Lewontin opposed the worldview promoted by Richard Dawkins for many years. It made DNA or genes the most important players in the world. Stephen Jay Gould, his friend and colleague, launched an influential attack against the notion that all that has evolved must have been created by natural selection. He co-authored Not in Our Genes (1984) with Steven Rose, a British biologist, and Leo Kamin, a book that attacked sociobiology. His essays in The New York Review of Books discredit the idea of evolutionary psychology.
Lewontin's ferocious polemic style was countered by his remarkable kindness and honesty in professional life. He refused to accept any credit for the work of his students and they repaid him in love and admiration, even when he disagreed.
Richard Lewontin was born in New York. He was the son Lilian and Max Lewontin. Max Lewontin was a cloth broker. He met Mary Jane Christianson at Forest Hills High School. Their long and loving marriage ended three days earlier with Mary Jane's death.
Harvard University gave him a biology degree in 1951, followed by a masters program in mathematics statistics at Columbia University. He then received his PhD (1954). He was a professor at North Carolina State University, and the University of Rochester in New York before he moved to Chicago.
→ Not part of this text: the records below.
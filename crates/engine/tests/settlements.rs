mod common;

use common::*;
use sea_orm::{ConnectionTrait, SqlErr, Statement};
use engine::{
    EngineError, ErrorKind, ItemOutcome, Period, SettlementKind, SettlementListFilter,
    SettlementStatus, SkipReason,
};

fn march() -> Period {
    Period::new(date(2024, 3, 1), date(2024, 3, 31)).unwrap()
}

#[tokio::test]
async fn merchant_settlement_takes_commission_share() {
    let (engine, db) = engine_with_db().await;
    let (merchant_id, device_id) = merchant_with_device(&db, "Acme Lockers", 1_000).await;
    let user_id = insert_user(&db, "bob").await;
    insert_order(
        &db,
        "O-1",
        user_id,
        device_id,
        "locker",
        "completed",
        10_000,
        Some(at(2024, 3, 15, 10)),
    )
    .await;

    let settlement = engine
        .create_settlement(SettlementKind::Merchant, merchant_id, march(), 1)
        .await
        .unwrap();

    assert_eq!(settlement.settlement_no, "ST00000001");
    assert_eq!(settlement.kind, SettlementKind::Merchant);
    assert_eq!(settlement.total_amount_minor, 10_000);
    assert_eq!(settlement.fee_minor, 1_000);
    assert_eq!(settlement.actual_amount_minor, 9_000);
    assert_eq!(settlement.item_count, 1);
    assert_eq!(settlement.status, SettlementStatus::Pending);
    assert_eq!(settlement.operator_id, Some(1));
}

#[tokio::test]
async fn merchant_total_ignores_other_merchants_statuses_and_periods() {
    let (engine, db) = engine_with_db().await;
    let (merchant_id, device_id) = merchant_with_device(&db, "Acme", 250).await;
    let (_, other_device) = merchant_with_device(&db, "Other", 250).await;
    let user_id = insert_user(&db, "bob").await;

    insert_order(
        &db,
        "O-1",
        user_id,
        device_id,
        "locker",
        "completed",
        1_999,
        Some(at(2024, 3, 1, 0)),
    )
    .await;
    insert_order(
        &db,
        "O-2",
        user_id,
        device_id,
        "rental",
        "completed",
        3_001,
        Some(at(2024, 3, 31, 23)),
    )
    .await;
    // outside the period, on both edges
    insert_order(
        &db,
        "O-3",
        user_id,
        device_id,
        "locker",
        "completed",
        500,
        Some(at(2024, 2, 29, 23)),
    )
    .await;
    insert_order(
        &db,
        "O-4",
        user_id,
        device_id,
        "locker",
        "completed",
        500,
        Some(at(2024, 4, 1, 0)),
    )
    .await;
    // not completed
    insert_order(&db, "O-5", user_id, device_id, "locker", "paid", 700, None).await;
    insert_order(
        &db,
        "O-6",
        user_id,
        device_id,
        "locker",
        "refunded",
        700,
        Some(at(2024, 3, 5, 0)),
    )
    .await;
    // another merchant
    insert_order(
        &db,
        "O-7",
        user_id,
        other_device,
        "locker",
        "completed",
        900,
        Some(at(2024, 3, 5, 0)),
    )
    .await;

    let settlement = engine
        .create_settlement(SettlementKind::Merchant, merchant_id, march(), 1)
        .await
        .unwrap();

    assert_eq!(settlement.total_amount_minor, 5_000);
    assert_eq!(settlement.item_count, 2);
    assert_eq!(settlement.fee_minor, 125);
    assert_eq!(
        settlement.fee_minor + settlement.actual_amount_minor,
        settlement.total_amount_minor
    );
}
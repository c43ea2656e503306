use axum::{
    Router,
    extract::{Request, State},
    http::StatusCode,
    middleware::{self, Next},
    response::Response,
    routing::{get, post},
};
use axum_extra::{
    TypedHeader,
    headers::{Authorization, authorization::Basic},
};

use std::{net::SocketAddr, sync::Arc};

use crate::{exports, overview, reports, settlements, withdrawals};
use engine::Engine;

#[derive(Clone)]
pub struct ServerState {
    pub engine: Arc<Engine>,
}

/// Basic-auth guard: resolves the operator and stores it in the request
/// extensions for the handlers.
async fn auth(
    auth_header: Option<TypedHeader<Authorization<Basic>>>,
    State(state): State<ServerState>,
    mut request: Request,
    next: Next,
) -> Result<Response, StatusCode> {
    let Some(TypedHeader(auth_header)) = auth_header else {
        return Err(StatusCode::UNAUTHORIZED);
    };
    if auth_header.username().is_empty() || auth_header.password().is_empty() {
        return Err(StatusCode::UNAUTHORIZED);
    }

    let operator = state
        .engine
        .authenticate_operator(auth_header.username(), auth_header.password())
        .await
        .map_err(|err| {
            tracing::error!("operator lookup failed: {err}");
            StatusCode::INTERNAL_SERVER_ERROR
        })?;

    let Some(operator) = operator else {
        tracing::debug!(username = auth_header.username(), "rejected credentials");
        return Err(StatusCode::UNAUTHORIZED);
    };

    request.extensions_mut().insert(operator);
    Ok(next.run(request).await)
}

pub fn router(state: ServerState) -> Router {
    Router::new()
        .route("/overview", get(overview::get))
        .route("/reports/revenue/daily", get(reports::revenue_daily))
        .route("/reports/refunds/daily", get(reports::refunds_daily))
        .route("/reports/revenue/order-types", get(reports::revenue_by_order_type))
        .route("/reports/payment-channels", get(reports::payment_channels))
        .route(
            "/settlements",
            get(settlements::list).post(settlements::settlement_new),
        )
        .route("/settlements/stats", get(settlements::stats))
        .route("/settlements/generate", post(settlements::generate))
        .route("/settlements/{id}", get(settlements::get_detail))
        .route("/settlements/{id}/process", post(settlements::process))
        .route("/withdrawals", get(withdrawals::list))
        .route("/withdrawals/summary", get(withdrawals::summary))
        .route("/withdrawals/batch/approve", post(withdrawals::batch_approve))
        .route("/withdrawals/batch/reject", post(withdrawals::batch_reject))
        .route("/withdrawals/batch/complete", post(withdrawals::batch_complete))
        .route("/withdrawals/{id}", get(withdrawals::get))
        .route("/withdrawals/{id}/approve", post(withdrawals::approve))
        .route("/withdrawals/{id}/reject", post(withdrawals::reject))
        .route("/withdrawals/{id}/process", post(withdrawals::process))
        .route("/withdrawals/{id}/complete", post(withdrawals::complete))
        .route("/exports/settlements", get(exports::settlements))
        .route("/exports/withdrawals", get(exports::withdrawals))
        .route("/exports/transactions", get(exports::transactions))
        .route_layer(middleware::from_fn_with_state(state.clone(), auth))
        .with_state(state)
}

pub async fn run(engine: Engine, addr: SocketAddr) {
    let listener = match tokio::net::TcpListener::bind(addr).await {
        Ok(listener) => listener,
        Err(err) => {
            tracing::error!("failed to bind server listener on {addr}: {err}");
            return;
        }
    };
    if let Err(err) = run_with_listener(engine, listener).await {
        tracing::error!("server failed: {err}");
    }
}

pub async fn run_with_listener(
    engine: Engine,
    listener: tokio::net::TcpListener,
) -> Result<(), std::io::Error> {
    let addr = listener.local_addr()?;
    tracing::info!("Server listening on {}", addr);

    let state = ServerState {
        engine: Arc::new(engine),
    };

    axum::serve(listener, router(state)).await
}

pub fn spawn_with_listener(
    engine: Engine,
    listener: tokio::net::TcpListener,
) -> Result<SocketAddr, std::io::Error> {
    let addr = listener.local_addr()?;

    tokio::spawn(async move {
        if let Err(err) = run_with_listener(engine, listener).await {
            tracing::error!("server failed: {err}");
        }
    });

    Ok(addr)
}
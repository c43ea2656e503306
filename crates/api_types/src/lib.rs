use chrono::{DateTime, NaiveDate, Utc};
use serde::{Deserialize, Serialize};

pub mod settlement {
    use super::*;

    #[derive(Clone, Copy, Debug, PartialEq, Eq, Serialize, Deserialize)]
    #[serde(rename_all = "snake_case")]
    pub enum SettlementKind {
        Merchant,
        Distributor,
    }

    #[derive(Clone, Copy, Debug, PartialEq, Eq, Serialize, Deserialize)]
    #[serde(rename_all = "snake_case")]
    pub enum SettlementStatus {
        Pending,
        Processing,
        Completed,
    }

    /// Request body for creating one settlement.
    ///
    /// `period_start` and `period_end` are both inclusive calendar dates.
    #[derive(Debug, Serialize, Deserialize)]
    pub struct SettlementNew {
        pub kind: SettlementKind,
        pub target_id: i64,
        pub period_start: NaiveDate,
        pub period_end: NaiveDate,
    }

    /// Request body for generating settlements for every eligible target.
    #[derive(Debug, Serialize, Deserialize)]
    pub struct SettlementGenerate {
        pub kind: SettlementKind,
        pub period_start: NaiveDate,
        pub period_end: NaiveDate,
    }

    #[derive(Debug, Default, Serialize, Deserialize)]
    pub struct SettlementList {
        pub kind: Option<SettlementKind>,
        pub status: Option<SettlementStatus>,
        pub target_id: Option<i64>,
        /// RFC3339 lower bound on `created_at` (inclusive).
        pub from: Option<DateTime<Utc>>,
        /// RFC3339 upper bound on `created_at` (exclusive).
        pub to: Option<DateTime<Utc>>,
        pub limit: Option<u64>,
        /// Opaque pagination cursor (base64), from `next_cursor`.
        pub cursor: Option<String>,
    }

    #[derive(Debug, Serialize, Deserialize)]
    pub struct SettlementView {
        pub id: i64,
        pub settlement_no: String,
        pub kind: SettlementKind,
        pub target_id: i64,
        pub period_start: NaiveDate,
        pub period_end: NaiveDate,
        pub total_amount_minor: i64,
        pub fee_minor: i64,
        pub actual_amount_minor: i64,
        pub item_count: i64,
        pub status: SettlementStatus,
        pub operator_id: Option<i64>,
        pub settled_at: Option<DateTime<Utc>>,
        pub created_at: DateTime<Utc>,
    }

    #[derive(Debug, Serialize, Deserialize)]
    pub struct SettlementDetailView {
        #[serde(flatten)]
        pub settlement: SettlementView,
        /// Merchant name, or distributor nickname with its id.
        pub target_name: String,
    }

    #[derive(Debug, Serialize, Deserialize)]
    pub struct SettlementListResponse {
        pub settlements: Vec<SettlementView>,
        pub next_cursor: Option<String>,
    }

    #[derive(Debug, Serialize, Deserialize)]
    pub struct SettlementKindStatsView {
        pub pending_count: i64,
        pub pending_amount_minor: i64,
        pub completed_count: i64,
        pub completed_amount_minor: i64,
    }

    #[derive(Debug, Serialize, Deserialize)]
    pub struct SettlementStatsView {
        pub merchant: SettlementKindStatsView,
        pub distributor: SettlementKindStatsView,
    }
}

pub mod withdrawal {
    use super::*;

    #[derive(Clone, Copy, Debug, PartialEq, Eq, Serialize, Deserialize)]
    #[serde(rename_all = "snake_case")]
    pub enum WithdrawalKind {
        Wallet,
        Commission,
    }

    #[derive(Clone, Copy, Debug, PartialEq, Eq, Serialize, Deserialize)]
    #[serde(rename_all = "snake_case")]
    pub enum WithdrawalStatus {
        Pending,
        Approved,
        Processing,
        Success,
        Rejected,
    }

    #[derive(Debug, Default, Serialize, Deserialize)]
    pub struct WithdrawalList {
        pub kind: Option<WithdrawalKind>,
        pub status: Option<WithdrawalStatus>,
        pub user_id: Option<i64>,
        pub from: Option<DateTime<Utc>>,
        pub to: Option<DateTime<Utc>>,
        pub limit: Option<u64>,
        pub cursor: Option<String>,
    }

    #[derive(Debug, Serialize, Deserialize)]
    pub struct WithdrawalView {
        pub id: i64,
        pub withdrawal_no: String,
        pub user_id: i64,
        pub kind: WithdrawalKind,
        pub amount_minor: i64,
        pub fee_minor: i64,
        pub actual_amount_minor: i64,
        pub channel: String,
        pub account_info: Option<String>,
        pub status: WithdrawalStatus,
        pub reject_reason: Option<String>,
        pub operator_id: Option<i64>,
        pub created_at: DateTime<Utc>,
        pub processed_at: Option<DateTime<Utc>>,
    }

    #[derive(Debug, Serialize, Deserialize)]
    pub struct WithdrawalListResponse {
        pub withdrawals: Vec<WithdrawalView>,
        pub next_cursor: Option<String>,
    }

    #[derive(Debug, Serialize, Deserialize)]
    pub struct WithdrawalReject {
        pub reason: String,
    }

    #[derive(Debug, Serialize, Deserialize)]
    pub struct BatchIds {
        pub ids: Vec<i64>,
    }

    #[derive(Debug, Serialize, Deserialize)]
    pub struct BatchReject {
        pub ids: Vec<i64>,
        pub reason: String,
    }

    #[derive(Debug, Default, Serialize, Deserialize)]
    pub struct SummaryQuery {
        pub from: Option<DateTime<Utc>>,
        pub to: Option<DateTime<Utc>>,
    }

    #[derive(Clone, Copy, Debug, Serialize, Deserialize)]
    pub struct StatusTotalsView {
        pub count: i64,
        pub amount_minor: i64,
    }

    #[derive(Debug, Serialize, Deserialize)]
    pub struct WithdrawalSummaryView {
        pub pending: StatusTotalsView,
        pub approved: StatusTotalsView,
        pub processing: StatusTotalsView,
        pub success: StatusTotalsView,
        pub rejected: StatusTotalsView,
        pub total: StatusTotalsView,
    }
}

pub mod batch {
    use super::*;

    /// What happened to one item of a batch.
    #[derive(Debug, Serialize, Deserialize)]
    #[serde(tag = "outcome", rename_all = "snake_case")]
    pub enum BatchItemView<T> {
        Done { id: i64, value: T },
        Skipped { id: i64, reason: String },
        Failed { id: i64, kind: String, message: String },
    }

    #[derive(Debug, Serialize, Deserialize)]
    pub struct BatchResponse<T> {
        pub succeeded: usize,
        pub skipped: usize,
        pub failed: usize,
        pub items: Vec<BatchItemView<T>>,
    }
}

pub mod report {
    use super::*;

    /// Inclusive calendar date range.
    #[derive(Debug, Serialize, Deserialize)]
    pub struct DateRange {
        pub start: NaiveDate,
        pub end: NaiveDate,
    }

    #[derive(Debug, Serialize, Deserialize)]
    pub struct DailyRevenueView {
        pub date: NaiveDate,
        pub revenue_minor: i64,
        pub order_count: i64,
        pub refund_minor: i64,
    }

    #[derive(Debug, Serialize, Deserialize)]
    pub struct DailyRefundView {
        pub date: NaiveDate,
        pub amount_minor: i64,
        pub count: i64,
    }

    #[derive(Debug, Serialize, Deserialize)]
    pub struct OrderTypeRevenueView {
        pub order_type: String,
        pub revenue_minor: i64,
        pub order_count: i64,
    }

    #[derive(Debug, Serialize, Deserialize)]
    pub struct ChannelShareView {
        pub channel: String,
        pub amount_minor: i64,
        pub count: i64,
        pub percentage: f64,
    }
}

pub mod overview {
    use super::*;

    #[derive(Debug, Serialize, Deserialize)]
    pub struct OverviewView {
        pub today_revenue_minor: i64,
        pub month_revenue_minor: i64,
        pub last_month_revenue_minor: i64,
        /// Month-over-month growth, in percent.
        pub growth_rate: f64,
        pub total_revenue_minor: i64,
        pub total_refund_minor: i64,
        pub total_commission_minor: i64,
        pub net_profit_minor: i64,
        pub pending_withdrawal_count: i64,
        pub pending_withdrawal_amount_minor: i64,
        pub pending_settlement_count: i64,
    }
}

pub mod export {
    use super::*;
    use crate::{settlement, withdrawal};

    #[derive(Debug, Default, Serialize, Deserialize)]
    pub struct SettlementExport {
        pub kind: Option<settlement::SettlementKind>,
        pub status: Option<settlement::SettlementStatus>,
        pub target_id: Option<i64>,
        pub from: Option<DateTime<Utc>>,
        pub to: Option<DateTime<Utc>>,
    }

    #[derive(Debug, Default, Serialize, Deserialize)]
    pub struct WithdrawalExport {
        pub kind: Option<withdrawal::WithdrawalKind>,
        pub status: Option<withdrawal::WithdrawalStatus>,
        pub user_id: Option<i64>,
        pub from: Option<DateTime<Utc>>,
        pub to: Option<DateTime<Utc>>,
    }

    #[derive(Clone, Copy, Debug, PartialEq, Eq, Serialize, Deserialize)]
    #[serde(rename_all = "snake_case")]
    pub enum WalletTransactionKind {
        Recharge,
        Consume,
        Refund,
        Withdraw,
        Commission,
    }

    #[derive(Debug, Default, Serialize, Deserialize)]
    pub struct TransactionExport {
        pub user_id: Option<i64>,
        pub kind: Option<WalletTransactionKind>,
        pub from: Option<DateTime<Utc>>,
        pub to: Option<DateTime<Utc>>,
    }
}
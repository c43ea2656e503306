use chrono::Utc;
use sea_orm::{ActiveValue, QueryFilter, prelude::*};

use crate::{EngineError, Operator, ResultEngine, operators};

impl super::Engine {
    /// Registers a back-office operator. Usernames are unique.
    pub async fn create_operator(
        &self,
        username: &str,
        password: &str,
        role: &str,
    ) -> ResultEngine<Operator> {
        let username = username.trim();
        if username.is_empty() || password.is_empty() {
            return Err(EngineError::InvalidValue(
                "username and password must not be empty".to_string(),
            ));
        }

        let operator = operators::ActiveModel {
            id: ActiveValue::NotSet,
            username: ActiveValue::Set(username.to_string()),
            password_hash: ActiveValue::Set(operators::password_hash(username, password)),
            role: ActiveValue::Set(role.to_string()),
            created_at: ActiveValue::Set(Utc::now()),
        }
        .insert(&self.database)
        .await
        .map_err(|err| EngineError::from_insert(err, username))?;

        tracing::info!(username, role, "operator created");
        Ok(Operator::from(operator))
    }

    /// Checks an operator's credentials, returning `None` when they do not
    /// match.
    pub async fn authenticate_operator(
        &self,
        username: &str,
        password: &str,
    ) -> ResultEngine<Option<Operator>> {
        let found = operators::Entity::find()
            .filter(operators::Column::Username.eq(username))
            .one(&self.database)
            .await?;

        Ok(found
            .filter(|operator| {
                operator.password_hash == operators::password_hash(username, password)
            })
            .map(Operator::from))
    }
}
use api_types::batch::{BatchItemView, BatchResponse};
use engine::{BatchReport, ItemOutcome};

/// Flattens an engine batch report into its wire shape, mapping every
/// successful value with `map`.
pub(crate) fn batch_response<T, V>(
    report: BatchReport<T>,
    map: impl Fn(T) -> V,
) -> BatchResponse<V> {
    let (mut succeeded, mut skipped, mut failed) = (0, 0, 0);
    let items = report
        .items
        .into_iter()
        .map(|item| match item.outcome {
            ItemOutcome::Done(value) => {
                succeeded += 1;
                BatchItemView::Done {
                    id: item.id,
                    value: map(value),
                }
            }
            ItemOutcome::Skipped(reason) => {
                skipped += 1;
                BatchItemView::Skipped {
                    id: item.id,
                    reason: reason.as_str().to_string(),
                }
            }
            ItemOutcome::Failed { kind, message } => {
                failed += 1;
                BatchItemView::Failed {
                    id: item.id,
                    kind: kind.as_str().to_string(),
                    message,
                }
            }
        })
        .collect();

    BatchResponse {
        succeeded,
        skipped,
        failed,
        items,
    }
}
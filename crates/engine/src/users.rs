//! Platform end users (minimal entity).
//!
//! The ledger only needs the nickname, to label distributor settlements.

use sea_orm::entity::prelude::*;

#[derive(Clone, Debug, PartialEq, Eq, DeriveEntityModel)]
#[sea_orm(table_name = "users")]
pub struct Model {
    #[sea_orm(primary_key)]
    pub id: i64,
    pub nickname: String,
    pub phone: Option<String>,
    pub created_at: DateTimeUtc,
}

#[derive(Copy, Clone, Debug, EnumIter, DeriveRelation)]
pub enum Relation {}

impl ActiveModelBehavior for ActiveModel {}
fn id<T: IntoIden>(name: T) -> ColumnDef {
    ColumnDef::new(name)
        .integer()
        .not_null()
        .auto_increment()
        .primary_key()
        .to_owned()
}

fn money<T: IntoIden>(name: T) -> ColumnDef {
    ColumnDef::new(name)
        .big_integer()
        .not_null()
        .default(0)
        .to_owned()
}

fn timestamp<T: IntoIden>(name: T) -> ColumnDef {
    ColumnDef::new(name)
        .timestamp_with_time_zone()
        .not_null()
        .to_owned()
}

fn optional_timestamp<T: IntoIden>(name: T) -> ColumnDef {
    ColumnDef::new(name).timestamp_with_time_zone().to_owned()
}
pub use sea_orm_migration::prelude::*;

mod m20260101_000000_init;

pub struct Migrator;

#[async_trait::async_trait]
impl MigratorTrait for Migrator {
    fn migrations() -> Vec<Box<dyn MigrationTrait>> {
        vec![Box::new(m20260101_000000_init::Migration)]
    }
}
He returned to Harvard in 1998 as a professor of biology and zoology.
His sons Timothy, David and Stephen, as well as seven grandchildren and one great-grandchild, are his survivors.
Steven Rose writes: Hilary Rose, and I met Dick Lewontin during the campaign against Vietnam. We had met Dick Levins in Hanoi, Lewontin's long-time friend and collaborator, in 1969. It was only natural that Lewontin would make contact when he returned to England on sabbatical. Lewontin and Levins were both members of Science for Vietnam. This group was made up of academics and students. Science for the People became Science for the People. We had also been part of the founding team of the British Society for Social Responsibility in Science. Penguin suggested to Lewontin that Lewontin write a critique on sociobiology, genetic reductionism. I was approached by Leo Kamin, the psychologist.
Not in Our Genes was the result. It was written in sessions in Dick's Cambridge lab and Mary Jane's cabin in upstate Vermont. His lab was a place for scientific and political activism. It was located two floors above Gould's basement lab with the sociobiologist EO. Wilsons lab between them. Wilson avoided the elevator when Lewontin and Gould were in it, hence the title of Dicks New York Review of Books essay: The Corpse in the Elvator.